WHAT YOU WILL DO
Where does the word "IntoIter" occur in the data below? Copy each line that holds it.

--- RECORDED INFORMATION Enclosed Below ---

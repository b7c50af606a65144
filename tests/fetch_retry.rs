mod common;

use std::cell::RefCell;
use std::rc::Rc;
use std::time::Duration;

use common::{FakeTransport, read_fixture};
use league_standings::error::CrawlError;
use league_standings::fetch::{RATE_LIMIT_STATUS, RetryPolicy, SourceFetcher};

const PAGE: &str = "http://zq.example.com/cn/League/2025/36.html";
const FEED: &str = "http://zq.example.com/jsData/matchResult/2025/s36.js";

fn make_fetcher(transport: &FakeTransport, max_attempts: u32) -> (SourceFetcher<FakeTransport>, Rc<RefCell<Vec<Duration>>>) {
    let pauses = Rc::new(RefCell::new(Vec::new()));
    let seen = Rc::clone(&pauses);
    let fetcher = SourceFetcher::new(transport.clone(), RetryPolicy::new(max_attempts, 5.0, 10.0))
        .with_pause(move |d| seen.borrow_mut().push(d));
    (fetcher, pauses)
}

#[test]
fn succeeds_on_last_allowed_attempt() {
    let transport = FakeTransport::default();
    transport
        .respond(FEED, RATE_LIMIT_STATUS, "")
        .respond(FEED, RATE_LIMIT_STATUS, "")
        .respond(FEED, 200, "payload");
    let (fetcher, pauses) = make_fetcher(&transport, 3);

    let body = fetcher.fetch_feed(FEED, "v1").expect("third attempt succeeds");
    assert_eq!(body, "payload");
    assert_eq!(transport.calls_to(FEED), 3);

    let pauses = pauses.borrow();
    assert_eq!(pauses.len(), 2);
    for d in pauses.iter() {
        assert!((5.0..=10.0).contains(&d.as_secs_f64()));
    }
}

#[test]
fn exhausted_retries_are_rate_limited() {
    let transport = FakeTransport::default();
    transport.respond(FEED, RATE_LIMIT_STATUS, "");
    let (fetcher, pauses) = make_fetcher(&transport, 4);

    match fetcher.fetch_feed(FEED, "v1") {
        Err(CrawlError::RateLimited { attempts, .. }) => assert_eq!(attempts, 4),
        other => panic!("expected rate limit, got {other:?}"),
    }
    assert_eq!(transport.calls_to(FEED), 4);
    assert_eq!(pauses.borrow().len(), 3, "no sleep after the final attempt");
}

#[test]
fn other_statuses_fail_without_retry() {
    let transport = FakeTransport::default();
    transport.respond(FEED, 500, "oops").respond(FEED, 200, "late");
    let (fetcher, pauses) = make_fetcher(&transport, 3);

    let err = fetcher.fetch_feed(FEED, "v1").unwrap_err();
    assert_eq!(err.kind(), "network");
    assert_eq!(transport.calls_to(FEED), 1);
    assert!(pauses.borrow().is_empty());
}

#[test]
fn transport_errors_fail_without_retry() {
    let transport = FakeTransport::default();
    let (fetcher, _) = make_fetcher(&transport, 3);
    let err = fetcher.fetch_feed(FEED, "v1").unwrap_err();
    assert!(matches!(err, CrawlError::Network { .. }));
    assert_eq!(transport.calls_to(FEED), 1);
}

#[test]
fn source_fetch_follows_page_reference() {
    let transport = FakeTransport::default();
    transport
        .respond(PAGE, 200, &read_fixture("league_page.html"))
        .respond(FEED, 200, "var arrTeam = [];");
    let (fetcher, _) = make_fetcher(&transport, 3);

    let fetched = fetcher.fetch_source(PAGE).expect("source should fetch");
    assert_eq!(fetched.feed_url, FEED);
    assert_eq!(fetched.version, "2025030912");
    assert_eq!(fetched.body, "var arrTeam = [];");

    let calls = transport.calls();
    assert_eq!(calls.len(), 2);
    assert!(calls[0].1.is_empty());
    assert_eq!(calls[1].1, [("version".to_string(), "2025030912".to_string())]);
}

#[test]
fn page_errors() {
    let transport = FakeTransport::default();
    transport.respond(PAGE, 404, "");
    let (fetcher, _) = make_fetcher(&transport, 3);
    assert_eq!(fetcher.fetch_source(PAGE).unwrap_err().kind(), "network");

    let transport = FakeTransport::default();
    transport.respond(PAGE, 200, "<html><script src=\"/js/app.js\"></script></html>");
    let (fetcher, _) = make_fetcher(&transport, 3);
    assert_eq!(fetcher.fetch_source(PAGE).unwrap_err().kind(), "locator_not_found");
}
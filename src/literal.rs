//! Strict decoder for the array literals embedded in match-result feeds.
//!
//! Only arrays, quoted strings, numbers and `null` are accepted. The feed text is never
//! evaluated: identifiers, operators, calls and objects are rejected by the tokenizer.
//!
//! Feeds elide values between delimiters (`[,1]`, `[1,,2]`, `[1,]`). The tokenizer emits an
//! explicit [`Token::Hole`] for every elided position before the decoder sees the stream, so
//! positional field indexes stay aligned with the source tuple layout.

use std::iter::Peekable;
use std::vec::IntoIter;

use thiserror::Error;

#[derive(Debug, Clone, PartialEq)]
pub enum Literal {
    Null,
    Int(i64),
    Float(f64),
    Str(String),
    Array(Vec<Literal>),
}

impl Literal {
    pub fn is_null(&self) -> bool {
        matches!(self, Literal::Null)
    }

    pub fn as_array(&self) -> Option<&[Literal]> {
        match self {
            Literal::Array(items) => Some(items),
            _ => None,
        }
    }

    /// Integer view of a scalar. Integral decimals and numeric strings are accepted.
    pub fn as_i64(&self) -> Option<i64> {
        match self {
            Literal::Int(n) => Some(*n),
            Literal::Float(f) if f.fract() == 0.0 && f.abs() < 9.0e15 => Some(*f as i64),
            Literal::Str(s) => s.trim().parse::<i64>().ok(),
            _ => None,
        }
    }

    /// Canonical text of a scalar; `None` for `null` and arrays.
    pub fn to_text(&self) -> Option<String> {
        match self {
            Literal::Int(n) => Some(n.to_string()),
            Literal::Float(f) if f.fract() == 0.0 && f.abs() < 9.0e15 => {
                Some((*f as i64).to_string())
            }
            Literal::Float(f) => Some(f.to_string()),
            Literal::Str(s) => Some(s.clone()),
            Literal::Null | Literal::Array(_) => None,
        }
    }
}

#[derive(Debug, Clone, PartialEq, Error)]
#[error("{kind} at byte {offset}")]
pub struct LiteralError {
    pub offset: usize,
    pub kind: LiteralErrorKind,
}

#[derive(Debug, Clone, PartialEq, Error)]
pub enum LiteralErrorKind {
    #[error("expected an array literal")]
    ExpectedArray,
    #[error("unexpected end of input")]
    UnexpectedEnd,
    #[error("unexpected character {0:?}")]
    UnexpectedChar(char),
    #[error("unexpected {0}")]
    UnexpectedToken(&'static str),
    #[error("unterminated string")]
    UnterminatedString,
    #[error("invalid escape sequence")]
    InvalidEscape,
    #[error("invalid number {0:?}")]
    InvalidNumber(String),
    #[error("identifier {0:?} is not a literal")]
    Identifier(String),
    #[error("trailing input after literal")]
    TrailingInput,
}

fn fail<T>(offset: usize, kind: LiteralErrorKind) -> Result<T, LiteralError> {
    Err(LiteralError { offset, kind })
}

#[derive(Debug, Clone, PartialEq)]
enum Token {
    Open,
    Close,
    Comma,
    Hole,
    Null,
    Int(i64),
    Float(f64),
    Str(String),
}

impl Token {
    fn describe(&self) -> &'static str {
        match self {
            Token::Open => "'['",
            Token::Close => "']'",
            Token::Comma => "','",
            Token::Hole => "elided value",
            Token::Null => "null",
            Token::Int(_) | Token::Float(_) => "number",
            Token::Str(_) => "string",
        }
    }
}

#[derive(Debug)]
struct Spanned {
    token: Token,
    offset: usize,
}

struct Tokenizer<'a> {
    src: &'a str,
    pos: usize,
}

impl<'a> Tokenizer<'a> {
    fn peek(&self) -> Option<char> {
        self.src[self.pos..].chars().next()
    }

    fn bump(&mut self) -> Option<char> {
        let ch = self.peek()?;
        self.pos += ch.len_utf8();
        Some(ch)
    }

    fn skip_ws(&mut self) {
        while let Some(ch) = self.peek() {
            if !ch.is_whitespace() {
                break;
            }
            self.pos += ch.len_utf8();
        }
    }

    /// Tokenizes one complete top-level array and stops right after its closing bracket.
    fn array(mut self) -> Result<(Vec<Spanned>, usize), LiteralError> {
        self.skip_ws();
        if self.peek() != Some('[') {
            return fail(self.pos, LiteralErrorKind::ExpectedArray);
        }

        let mut tokens: Vec<Spanned> = Vec::new();
        let mut depth = 0usize;
        loop {
            self.skip_ws();
            let offset = self.pos;
            let Some(ch) = self.peek() else {
                return fail(offset, LiteralErrorKind::UnexpectedEnd);
            };
            let last = tokens.last().map(|t| &t.token);
            match ch {
                '[' => {
                    self.bump();
                    depth += 1;
                    tokens.push(Spanned { token: Token::Open, offset });
                }
                ']' => {
                    if matches!(last, Some(Token::Comma)) {
                        tokens.push(Spanned { token: Token::Hole, offset });
                    }
                    self.bump();
                    tokens.push(Spanned { token: Token::Close, offset });
                    depth -= 1;
                    if depth == 0 {
                        return Ok((tokens, self.pos));
                    }
                }
                ',' => {
                    if matches!(last, Some(Token::Open) | Some(Token::Comma)) {
                        tokens.push(Spanned { token: Token::Hole, offset });
                    }
                    self.bump();
                    tokens.push(Spanned { token: Token::Comma, offset });
                }
                '"' | '\'' => {
                    let text = self.string(ch)?;
                    tokens.push(Spanned { token: Token::Str(text), offset });
                }
                '-' | '+' | '.' | '0'..='9' => {
                    let token = self.number()?;
                    tokens.push(Spanned { token, offset });
                }
                c if c.is_alphabetic() || c == '_' || c == '$' => {
                    let word = self.word();
                    if word != "null" {
                        return fail(offset, LiteralErrorKind::Identifier(word.to_string()));
                    }
                    tokens.push(Spanned { token: Token::Null, offset });
                }
                other => return fail(offset, LiteralErrorKind::UnexpectedChar(other)),
            }
        }
    }

    fn word(&mut self) -> &'a str {
        let start = self.pos;
        while let Some(ch) = self.peek() {
            if !(ch.is_alphanumeric() || ch == '_' || ch == '$') {
                break;
            }
            self.pos += ch.len_utf8();
        }
        &self.src[start..self.pos]
    }

    fn number(&mut self) -> Result<Token, LiteralError> {
        let start = self.pos;
        while let Some(ch) = self.peek() {
            if !(ch.is_ascii_digit() || matches!(ch, '-' | '+' | '.' | 'e' | 'E')) {
                break;
            }
            self.pos += 1;
        }
        let text = &self.src[start..self.pos];
        let is_integral = !text.contains(['.', 'e', 'E']);
        if is_integral && let Ok(n) = text.parse::<i64>() {
            return Ok(Token::Int(n));
        }
        match text.parse::<f64>() {
            Ok(f) if f.is_finite() => Ok(Token::Float(f)),
            _ => fail(start, LiteralErrorKind::InvalidNumber(text.to_string())),
        }
    }

    fn string(&mut self, quote: char) -> Result<String, LiteralError> {
        let start = self.pos;
        self.bump();
        let mut out = String::new();
        loop {
            let Some(ch) = self.bump() else {
                return fail(start, LiteralErrorKind::UnterminatedString);
            };
            if ch == quote {
                return Ok(out);
            }
            if ch != '\\' {
                out.push(ch);
                continue;
            }
            let escape_at = self.pos - 1;
            let Some(esc) = self.bump() else {
                return fail(start, LiteralErrorKind::UnterminatedString);
            };
            match esc {
                'n' => out.push('\n'),
                't' => out.push('\t'),
                'r' => out.push('\r'),
                'b' => out.push('\u{8}'),
                'f' => out.push('\u{c}'),
                'v' => out.push('\u{b}'),
                '0' => out.push('\0'),
                'x' => {
                    let code = self.hex(2, escape_at)?;
                    out.push(char::from_u32(code).unwrap_or(char::REPLACEMENT_CHARACTER));
                }
                'u' => {
                    let ch = self.unicode_escape(escape_at)?;
                    out.push(ch);
                }
                // Line continuation.
                '\n' => {}
                other => out.push(other),
            }
        }
    }

    fn unicode_escape(&mut self, escape_at: usize) -> Result<char, LiteralError> {
        let high = self.hex(4, escape_at)?;
        if !(0xD800..0xDC00).contains(&high) {
            return Ok(char::from_u32(high).unwrap_or(char::REPLACEMENT_CHARACTER));
        }
        if !self.src[self.pos..].starts_with("\\u") {
            return Ok(char::REPLACEMENT_CHARACTER);
        }
        self.pos += 2;
        let low = self.hex(4, escape_at)?;
        if !(0xDC00..0xE000).contains(&low) {
            return Ok(char::REPLACEMENT_CHARACTER);
        }
        let code = 0x10000 + ((high - 0xD800) << 10) + (low - 0xDC00);
        Ok(char::from_u32(code).unwrap_or(char::REPLACEMENT_CHARACTER))
    }

    fn hex(&mut self, digits: usize, escape_at: usize) -> Result<u32, LiteralError> {
        let end = self.pos + digits;
        let Some(text) = self.src.get(self.pos..end) else {
            return fail(escape_at, LiteralErrorKind::InvalidEscape);
        };
        let Ok(code) = u32::from_str_radix(text, 16) else {
            return fail(escape_at, LiteralErrorKind::InvalidEscape);
        };
        self.pos = end;
        Ok(code)
    }
}

struct Decoder {
    tokens: Peekable<IntoIter<Spanned>>,
    end: usize,
}

impl Decoder {
    fn value(&mut self) -> Result<Literal, LiteralError> {
        let Some(Spanned { token, offset }) = self.tokens.next() else {
            return fail(self.end, LiteralErrorKind::UnexpectedEnd);
        };
        match token {
            Token::Open => self.array(),
            Token::Null | Token::Hole => Ok(Literal::Null),
            Token::Int(n) => Ok(Literal::Int(n)),
            Token::Float(f) => Ok(Literal::Float(f)),
            Token::Str(s) => Ok(Literal::Str(s)),
            other @ (Token::Close | Token::Comma) => {
                fail(offset, LiteralErrorKind::UnexpectedToken(other.describe()))
            }
        }
    }

    fn array(&mut self) -> Result<Literal, LiteralError> {
        let mut items = Vec::new();
        if self
            .tokens
            .peek()
            .is_some_and(|t| t.token == Token::Close)
        {
            self.tokens.next();
            return Ok(Literal::Array(items));
        }
        loop {
            items.push(self.value()?);
            match self.tokens.next() {
                Some(Spanned {
                    token: Token::Comma,
                    ..
                }) => continue,
                Some(Spanned {
                    token: Token::Close,
                    ..
                }) => return Ok(Literal::Array(items)),
                Some(Spanned { token, offset }) => {
                    return fail(offset, LiteralErrorKind::UnexpectedToken(token.describe()));
                }
                None => return fail(self.end, LiteralErrorKind::UnexpectedEnd),
            }
        }
    }
}

/// Decodes the array literal that starts at byte `start` of `src` (leading whitespace allowed).
/// Returns the value and the byte offset just past its closing bracket.
pub fn parse_array_at(src: &str, start: usize) -> Result<(Literal, usize), LiteralError> {
    let (tokens, end) = Tokenizer { src, pos: start }.array()?;
    let mut decoder = Decoder {
        tokens: tokens.into_iter().peekable(),
        end,
    };
    let value = decoder.value()?;
    if let Some(extra) = decoder.tokens.next() {
        return fail(extra.offset, LiteralErrorKind::UnexpectedToken(extra.token.describe()));
    }
    Ok((value, end))
}

/// Decodes a whole string holding a single array literal; a trailing `;` is tolerated.
pub fn parse_array(src: &str) -> Result<Literal, LiteralError> {
    let (value, end) = parse_array_at(src, 0)?;
    let rest = src[end..].trim();
    if !(rest.is_empty() || rest == ";") {
        return fail(end, LiteralErrorKind::TrailingInput);
    }
    Ok(value)
}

--- End of Enclosed RECORDED INFORMATION ---

THE COMPLETED TASK
use std::vec::IntoIter;
    tokens: Peekable<IntoIter<Spanned>>,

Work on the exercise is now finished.